Figure 3 The effect of BSR on the UAER of db/db DN mice (mg/24 hours). The animals were divided into six groups (n = 25): control group (db/m), model group (db/db-m), positive group (db/db-me) and high BSR (db/db-hd), Medium (db/db-md) and low (db/db-ld) dose groups. The data are shown as mean ± SD.

The blood urea nitrogen (Figure 4) and serum creatinine (Figure 5) levels of the db/m group did not change significantly during the feeding process (P>0.05), while the db/db-m group could be significantly increased during feeding. Week 12 (P <0.01). Treatment with positive drugs and 3 doses of BSR can significantly improve the elevated levels of blood urea nitrogen and serum creatinine in db/db mice (all P <0.01). It is worth noting that compared with the db/db-me group, animals in the db/db-hd group and db/db-md group have lower levels of these two indicators (P <0.01), indicating a significant improvement in high doses And the effect of medium-dose BSR on renal function. Figure 4 The effect of BSR on the blood urea nitrogen level in db/db DN mice (mg/24-hour). The animals were divided into six groups (n = 25): control group (db/m), model group (db/db-m), positive group (db/db-me) and high BSR (db/db-hd), Medium (db/db-md) and low (db/db-ld) dose groups.
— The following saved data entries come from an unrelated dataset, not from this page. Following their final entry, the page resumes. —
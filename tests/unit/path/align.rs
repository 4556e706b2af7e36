use super::*;

struct SplitMix64(u64);

impl SplitMix64 {
    fn next_u64(&mut self) -> u64 {
        self.0 = self.0.wrapping_add(0x9E37_79B9_7F4A_7C15);
        let mut z = self.0;
        z = (z ^ (z >> 30)).wrapping_mul(0xBF58_476D_1CE4_E5B9);
        z = (z ^ (z >> 27)).wrapping_mul(0x94D0_49BB_1331_11EB);
        z ^ (z >> 31)
    }

    fn next_coord(&mut self) -> f64 {
        ((self.next_u64() >> 11) as f64 / (1u64 << 53) as f64) * 200.0 - 100.0
    }
}

#[test]
fn recovers_known_rotation() {
    let a: Vec<Point> = (0..8)
        .map(|i| {
            let th = std::f64::consts::TAU * i as f64 / 8.0;
            Point::new(th.cos() * 10.0, th.sin() * 10.0)
        })
        .collect();
    let b = rotate_left(&a, 3);
    // b[(i + shift) % n] == a[i] when shift = n - 3.
    assert_eq!(best_rotation(&a, &b), 5);
    let (aligned, shift) = align_by_rotation(&a, &b);
    assert_eq!(shift, 5);
    assert_eq!(aligned, a);
}

#[test]
fn chosen_shift_minimizes_cost_against_brute_force() {
    let mut rng = SplitMix64(0x5eed);
    for n in 1..9 {
        for _ in 0..20 {
            let a: Vec<Point> = (0..n)
                .map(|_| Point::new(rng.next_coord(), rng.next_coord()))
                .collect();
            let b: Vec<Point> = (0..n)
                .map(|_| Point::new(rng.next_coord(), rng.next_coord()))
                .collect();
            let shift = best_rotation(&a, &b);
            let chosen = rotation_cost(&a, &b, shift);
            for s in 0..n {
                let cost = rotation_cost(&a, &b, s);
                assert!(chosen <= cost);
                if s < shift {
                    assert!(cost > chosen, "ties must keep the first minimum");
                }
            }
        }
    }
}

#[test]
fn ties_pick_smallest_shift() {
    let pts = vec![Point::new(1.0, 1.0); 4];
    assert_eq!(best_rotation(&pts, &pts), 0);
}

#[test]
fn empty_sequences_are_noops() {
    assert_eq!(best_rotation(&[], &[]), 0);
    assert!(rotate_left::<Point>(&[], 2).is_empty());
}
The data are shown as mean ± SD. Figure 5 The effect of BSR on the serum creatinine level of db/db DN mice (mg/24-hour). The animals were divided into six groups (n = 25): control group (db/m), model group (db/db-m), positive group (db/db-me) and high BSR (db/db-hd), Medium (db/db-md) and low (db/db-ld) dose groups. The data are shown as mean ± SD.

Figure 4 The effect of BSR on the blood urea nitrogen level in db/db DN mice (mg/24-hour). The animals were divided into six groups (n = 25): control group (db/m), model group (db/db-m), positive group (db/db-me) and high BSR (db/db-hd), Medium (db/db-md) and low (db/db-ld) dose groups. The data are shown as mean ± SD.

Figure 5 The effect of BSR on the serum creatinine level of db/db DN mice (mg/24-hour). The animals were divided into six groups (n = 25): control group (db/m), model group (db/db-m), positive group (db/db-me) and high BSR (db/db-hd), Medium (db/db-md) and low (db/db-ld) dose groups. The data are shown as mean ± SD.

H&E staining was used to analyze the histopathological changes in the kidney of db/db mice before and after BSR intervention. The morphology and structure of kidney tissue in the normal control group were normal. Kidney histopathological damage includes glomerular mesangial cell proliferation, mesangial matrix expansion, capillary basement membrane thickening, partial capillary stenosis, vacuolar degeneration of renal tubular epithelial cells, focal renal tubular atrophy and db/db small Interstitial fibrosis in mice can be improved in varying degrees through the intervention of positive drugs and three doses of BSR. Especially in the db/db-hd group of animals, a series of improvements can be observed such as the size of the glomerulus is basically normal, most of the capillary lumen is unobstructed, the renal tubular epithelium is intact, and the interstitial fibrosis is mild (Figure 6). Figure 6 Pathological changes of DN in db/db mice treated with BSR for 24 weeks. The animals were divided into six groups (n = 25): control group (db/m), model group (db/db-m), positive group (db/db-me) and high BSR (db/db-hd), Medium (db/db-md) and low (db/db-ld) dose groups. The data are shown as mean ± SD.

Figure 6 Pathological changes of DN in db/db mice treated with BSR for 24 weeks. The animals were divided into six groups (n = 25): control group (db/m), model group (db/db-m), positive group (db/db-me) and high BSR (db/db-hd), Medium (db/db-md) and low (db/db-ld) dose groups. The data are shown as mean ± SD.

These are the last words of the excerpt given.